Overview
In 1950, facing artistic and legal persecution by Senator Joe McCarthy because of her inclusion on Louis Budenz’s list of four hundred concealed communists, single mother Hannah Weinstein fled to Europe. There, she built a television studio and established her own production company, Sapphire Films, then surreptitiously hired scores of such blacklisted writers as Waldo Salt, Ian McLellan Hunter, Adrian Scott, and Ring Lardner Jr., and “Trojan-horsed” democratic ideals back to the United States through more than three hundred half-hours of programming, making a fortune in the process. With the exception of a French producer, no other woman on the continent was creating television content at this time, and Weinstein was the only one who was head of her own studio. Before she became one of the more powerful independent production forces in 1950s British television, Hannah Weinstein had a distinguished career as a journalist, publicist, and left-wing political activist. She worked for the New York Herald Tribune from 1927, then began a career in politics when she joined Fiorello H. La Guardia’s New York mayoral campaign in 1937. She also organized the press side of the presidential campaigns of Franklin D. Roosevelt and later (in 1948) of Henry Wallace.

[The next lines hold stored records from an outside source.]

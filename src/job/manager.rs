//! In-memory job registry: submission, status, cancellation and the
//! reporter handle pipeline stages use to publish progress.
use std::collections::HashMap;
use std::sync::{Arc, Mutex};

use chrono::Utc;
use tokio::sync::{watch, OwnedSemaphorePermit, Semaphore};
use tracing::warn;
use uuid::Uuid;

use crate::observability::metrics::Metrics;
use crate::store::report_store::ReportStore;
use crate::util::error::Cancelled;

use super::bus::{EventBus, EventSubscription};
use super::events::Event;
use super::types::{JobResult, JobSnapshot, JobStatus, ResearchRequest};

/// Error returned when a job cannot be accepted.
#[derive(Debug, thiserror::Error)]
pub(crate) enum SubmitError {
    #[error("at capacity: {0} jobs already running")]
    AtCapacity(usize),
}

/// Error returned when a job id is not known to the registry.
#[derive(Debug, thiserror::Error)]
#[error("job not found")]
pub(crate) struct JobNotFound;

struct JobEntry {
    snapshot: JobSnapshot,
    request: ResearchRequest,
    cancel_tx: watch::Sender<bool>,
}

/// Propagates cancellation into a running pipeline. Cheap to clone; every
/// stage holds one and checks it between units of work.
#[derive(Clone)]
pub(crate) struct CancellationSignal {
    rx: watch::Receiver<bool>,
}

impl CancellationSignal {
    #[must_use]
    pub(crate) fn is_cancelled(&self) -> bool {
        *self.rx.borrow()
    }

    /// Returns `Err` wrapping a [`Cancelled`] marker if cancellation has
    /// already been requested, so callers can bail with `?`.
    pub(crate) fn check(&self) -> anyhow::Result<()> {
        if self.is_cancelled() {
            return Err(Cancelled.into());
        }
        Ok(())
    }
}

/// Handle pipeline stages use to publish progress for one job.
///
/// Holds the job's capacity permit for its whole lifetime: the slot frees
/// only once every clone of this reporter (and the pipeline task driving it)
/// has been dropped.
#[derive(Clone)]
pub(crate) struct JobReporter {
    job_id: Uuid,
    manager: Arc<JobManagerInner>,
    cancellation: CancellationSignal,
    _permit: Arc<OwnedSemaphorePermit>,
}

impl JobReporter {
    #[must_use]
    pub(crate) fn job_id(&self) -> Uuid {
        self.job_id
    }

    #[must_use]
    pub(crate) fn cancellation(&self) -> CancellationSignal {
        self.cancellation.clone()
    }

    pub(crate) fn emit(&self, event: Event) {
        self.manager.bus.publish(self.job_id, event);
    }

    pub(crate) fn set_progress(&self, progress: u8, message: Option<&str>) {
        self.manager
            .update(self.job_id, JobStatus::Processing, progress, message, None, None);
    }

    pub(crate) fn complete(&self, result: JobResult) {
        self.manager
            .update(self.job_id, JobStatus::Completed, 100, None, None, Some(result));
    }

    pub(crate) fn fail(&self, message: &str) {
        self.manager.fail(self.job_id, message);
    }
}

struct JobManagerInner {
    jobs: Mutex<HashMap<Uuid, JobEntry>>,
    bus: EventBus,
    semaphore: Arc<Semaphore>,
    retention_secs: i64,
    report_store: Arc<dyn ReportStore>,
}

impl JobManagerInner {
    fn update(
        &self,
        job_id: Uuid,
        status: JobStatus,
        progress: u8,
        message: Option<&str>,
        error: Option<&str>,
        result: Option<JobResult>,
    ) {
        let now = Utc::now();
        let request = {
            let mut jobs = self.jobs.lock().expect("jobs lock");
            jobs.get_mut(&job_id).map(|entry| {
                entry.snapshot.status = status;
                entry.snapshot.progress = progress;
                entry.snapshot.message = message.map(str::to_owned);
                entry.snapshot.error = error.map(str::to_owned);
                entry.snapshot.result = result.clone();
                entry.snapshot.updated_at = now;
                entry.request.clone()
            })
        };
        self.bus.publish(
            job_id,
            Event::status_update(status, progress, message, error, result.as_ref()),
        );
        self.write_through(job_id, request, status, now);
    }

    fn fail(&self, job_id: Uuid, message: &str) {
        self.update(job_id, JobStatus::Failed, 100, None, Some(message), None);
        self.bus.publish(job_id, Event::error("internal", message));
    }

    /// Persists the job's status write-through, best-effort and off the hot
    /// path: the in-memory registry is always the source of truth for reads.
    fn write_through(&self, job_id: Uuid, request: Option<ResearchRequest>, status: JobStatus, updated_at: chrono::DateTime<Utc>) {
        let Some(request) = request else { return };
        let store = Arc::clone(&self.report_store);
        tokio::spawn(async move {
            if let Err(error) = store.save_job(job_id, &request, status, updated_at).await {
                warn!(%job_id, %error, "failed to persist job status");
            }
        });
    }
}

/// Owns every in-flight and recently-finished job.
pub(crate) struct JobManager {
    inner: Arc<JobManagerInner>,
}

impl JobManager {
    #[must_use]
    pub(crate) fn new(
        max_concurrent_jobs: usize,
        event_bus_buffer_size: usize,
        retention_secs: u64,
        metrics: Arc<Metrics>,
        report_store: Arc<dyn ReportStore>,
    ) -> Self {
        Self {
            inner: Arc::new(JobManagerInner {
                jobs: Mutex::new(HashMap::new()),
                bus: EventBus::new(event_bus_buffer_size, metrics),
                semaphore: Arc::new(Semaphore::new(max_concurrent_jobs)),
                retention_secs: retention_secs as i64,
                report_store,
            }),
        }
    }

    /// Reserve a capacity slot and register a new pending job. The returned
    /// [`JobReporter`] carries the permit for the lifetime of the pipeline
    /// run — dropping it (end of the spawned task) frees the slot.
    pub(crate) fn submit(&self, request: &ResearchRequest) -> Result<(Uuid, JobReporter), SubmitError> {
        let permit = Arc::clone(&self.inner.semaphore)
            .try_acquire_owned()
            .map_err(|_| SubmitError::AtCapacity(self.inner.semaphore.available_permits()))?;

        let job_id = Uuid::new_v4();
        let now = Utc::now();
        let (cancel_tx, cancel_rx) = watch::channel(false);

        self.inner.jobs.lock().expect("jobs lock").insert(
            job_id,
            JobEntry {
                snapshot: JobSnapshot::pending(job_id, now),
                request: request.clone(),
                cancel_tx,
            },
        );
        self.inner.write_through(job_id, Some(request.clone()), JobStatus::Pending, now);

        let reporter = JobReporter {
            job_id,
            manager: Arc::clone(&self.inner),
            cancellation: CancellationSignal { rx: cancel_rx },
            _permit: Arc::new(permit),
        };

        Ok((job_id, reporter))
    }

    #[must_use]
    pub(crate) fn status(&self, job_id: Uuid) -> Option<JobSnapshot> {
        self.inner
            .jobs
            .lock()
            .expect("jobs lock")
            .get(&job_id)
            .map(|entry| entry.snapshot.clone())
    }

    #[must_use]
    pub(crate) fn subscribe(&self, job_id: Uuid) -> Option<EventSubscription> {
        if !self.inner.jobs.lock().expect("jobs lock").contains_key(&job_id) {
            return None;
        }
        Some(self.inner.bus.subscribe(job_id))
    }

    /// Request cancellation of a running job. Idempotent; returns
    /// [`JobNotFound`] only if the id was never issued.
    pub(crate) fn cancel(&self, job_id: Uuid) -> Result<(), JobNotFound> {
        let jobs = self.inner.jobs.lock().expect("jobs lock");
        let entry = jobs.get(&job_id).ok_or(JobNotFound)?;
        let _ = entry.cancel_tx.send(true);
        Ok(())
    }

    /// Remove terminal jobs whose last update is older than the retention
    /// window. Called from the periodic sweep task.
    pub(crate) fn sweep_expired(&self) {
        let now = Utc::now();
        let mut expired = Vec::new();
        {
            let jobs = self.inner.jobs.lock().expect("jobs lock");
            for (job_id, entry) in jobs.iter() {
                if entry.snapshot.status.is_terminal()
                    && (now - entry.snapshot.updated_at).num_seconds() >= self.inner.retention_secs
                {
                    expired.push(*job_id);
                }
            }
        }
        if expired.is_empty() {
            return;
        }
        let mut jobs = self.inner.jobs.lock().expect("jobs lock");
        for job_id in expired {
            jobs.remove(&job_id);
            self.inner.bus.remove_job(job_id);
        }
    }

    #[must_use]
    pub(crate) fn active_job_count(&self) -> usize {
        self.inner
            .jobs
            .lock()
            .expect("jobs lock")
            .values()
            .filter(|entry| !entry.snapshot.status.is_terminal())
            .count()
    }
}

#[cfg(test)]
mod tests {
    use super::*;

    fn test_metrics() -> Arc<Metrics> {
        Arc::new(Metrics::new(Arc::new(prometheus::Registry::new())).expect("metrics register"))
    }

    fn test_report_store() -> Arc<dyn ReportStore> {
        Arc::new(crate::store::report_store::NoopReportStore)
    }

    fn request() -> ResearchRequest {
        ResearchRequest {
            company: "Acme Corp".to_owned(),
            company_url: None,
            industry: None,
            hq_location: None,
        }
    }

    #[tokio::test]
    async fn submit_registers_a_pending_job() {
        let manager = JobManager::new(4, 8, 3600, test_metrics(), test_report_store());
        let (job_id, _reporter) = manager.submit(&request()).expect("submit");
        let snapshot = manager.status(job_id).expect("status");
        assert_eq!(snapshot.status, JobStatus::Pending);
        assert_eq!(snapshot.progress, 0);
    }

    #[tokio::test]
    async fn submit_rejects_when_at_capacity() {
        let manager = JobManager::new(1, 8, 3600, test_metrics(), test_report_store());
        let (_job_id, _reporter) = manager.submit(&request()).expect("first submit");
        let second = manager.submit(&request());
        assert!(matches!(second, Err(SubmitError::AtCapacity(_))));
    }

    #[test]
    fn cancel_unknown_job_errors() {
        let manager = JobManager::new(4, 8, 3600, test_metrics(), test_report_store());
        assert!(manager.cancel(Uuid::new_v4()).is_err());
    }

    #[tokio::test]
    async fn cancel_flips_the_reporter_signal() {
        let manager = JobManager::new(4, 8, 3600, test_metrics(), test_report_store());
        let (job_id, reporter) = manager.submit(&request()).expect("submit");
        assert!(!reporter.cancellation().is_cancelled());
        manager.cancel(job_id).expect("cancel");
        assert!(reporter.cancellation().is_cancelled());
        assert!(reporter.cancellation().check().is_err());
    }

    #[tokio::test]
    async fn reporter_complete_updates_snapshot() {
        let manager = JobManager::new(4, 8, 3600, test_metrics(), test_report_store());
        let (job_id, reporter) = manager.submit(&request()).expect("submit");
        reporter.complete(JobResult {
            company: "Acme Corp".to_owned(),
            report: "# Acme Corp\n".to_owned(),
        });
        let snapshot = manager.status(job_id).expect("status");
        assert_eq!(snapshot.status, JobStatus::Completed);
        assert_eq!(snapshot.progress, 100);
        assert!(snapshot.result.is_some());
    }

    #[tokio::test]
    async fn reporter_fail_records_error_message() {
        let manager = JobManager::new(4, 8, 3600, test_metrics(), test_report_store());
        let (job_id, reporter) = manager.submit(&request()).expect("submit");
        reporter.fail("search collaborator unavailable");
        let snapshot = manager.status(job_id).expect("status");
        assert_eq!(snapshot.status, JobStatus::Failed);
        assert_eq!(snapshot.error.as_deref(), Some("search collaborator unavailable"));
    }

    #[tokio::test]
    async fn sweep_expired_removes_old_terminal_jobs_only() {
        let manager = JobManager::new(4, 8, 0, test_metrics(), test_report_store());
        let (job_id, reporter) = manager.submit(&request()).expect("submit");
        let (pending_job_id, _pending_reporter) = manager.submit(&request()).expect("submit");

        reporter.complete(JobResult {
            company: "Acme Corp".to_owned(),
            report: String::new(),
        });

        manager.sweep_expired();

        assert!(manager.status(job_id).is_none());
        assert!(manager.status(pending_job_id).is_some());
    }

    #[tokio::test]
    async fn active_job_count_excludes_terminal_jobs() {
        let manager = JobManager::new(4, 8, 3600, test_metrics(), test_report_store());
        let (_first, reporter) = manager.submit(&request()).expect("submit");
        let (_second, _reporter2) = manager.submit(&request()).expect("submit");
        assert_eq!(manager.active_job_count(), 2);

        reporter.fail("boom");
        assert_eq!(manager.active_job_count(), 1);
    }
}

Using declassified FBI and CIA files, interviews, and the personal papers of blacklisted writers and other sources, Red Sapphire depicts how for the better part of a decade, Weinstein was a leader in the Left’s battle with the Right to shape popular culture during the Cold War . . . a battle that she eventually won.
Author Information
Julia Bricklin is the award-winning biographer several important figures in United States history, including female sharpshooter Lillian Frances Smith (University of Oklahoma Press: April 2017) trailblazing reporter Nell Campbell, aka “Polly Pry” (TwoDot Books: September 2018) and Ned Buntline, creator of the celebrity of Buffalo Bill Cody. Bricklin occasionally writes true crime, notably BLONDE RATTLESNAKE, the story of Los Angeles’s most notorious figures in Prohibition-era Los Angeles. She is a frequent contributor well-respected commercial and academic journals and digital publications such as the Saturday Evening Post, Zócalo Public Square, Smithsonian.com, Civil War Times, Financial History, and California History.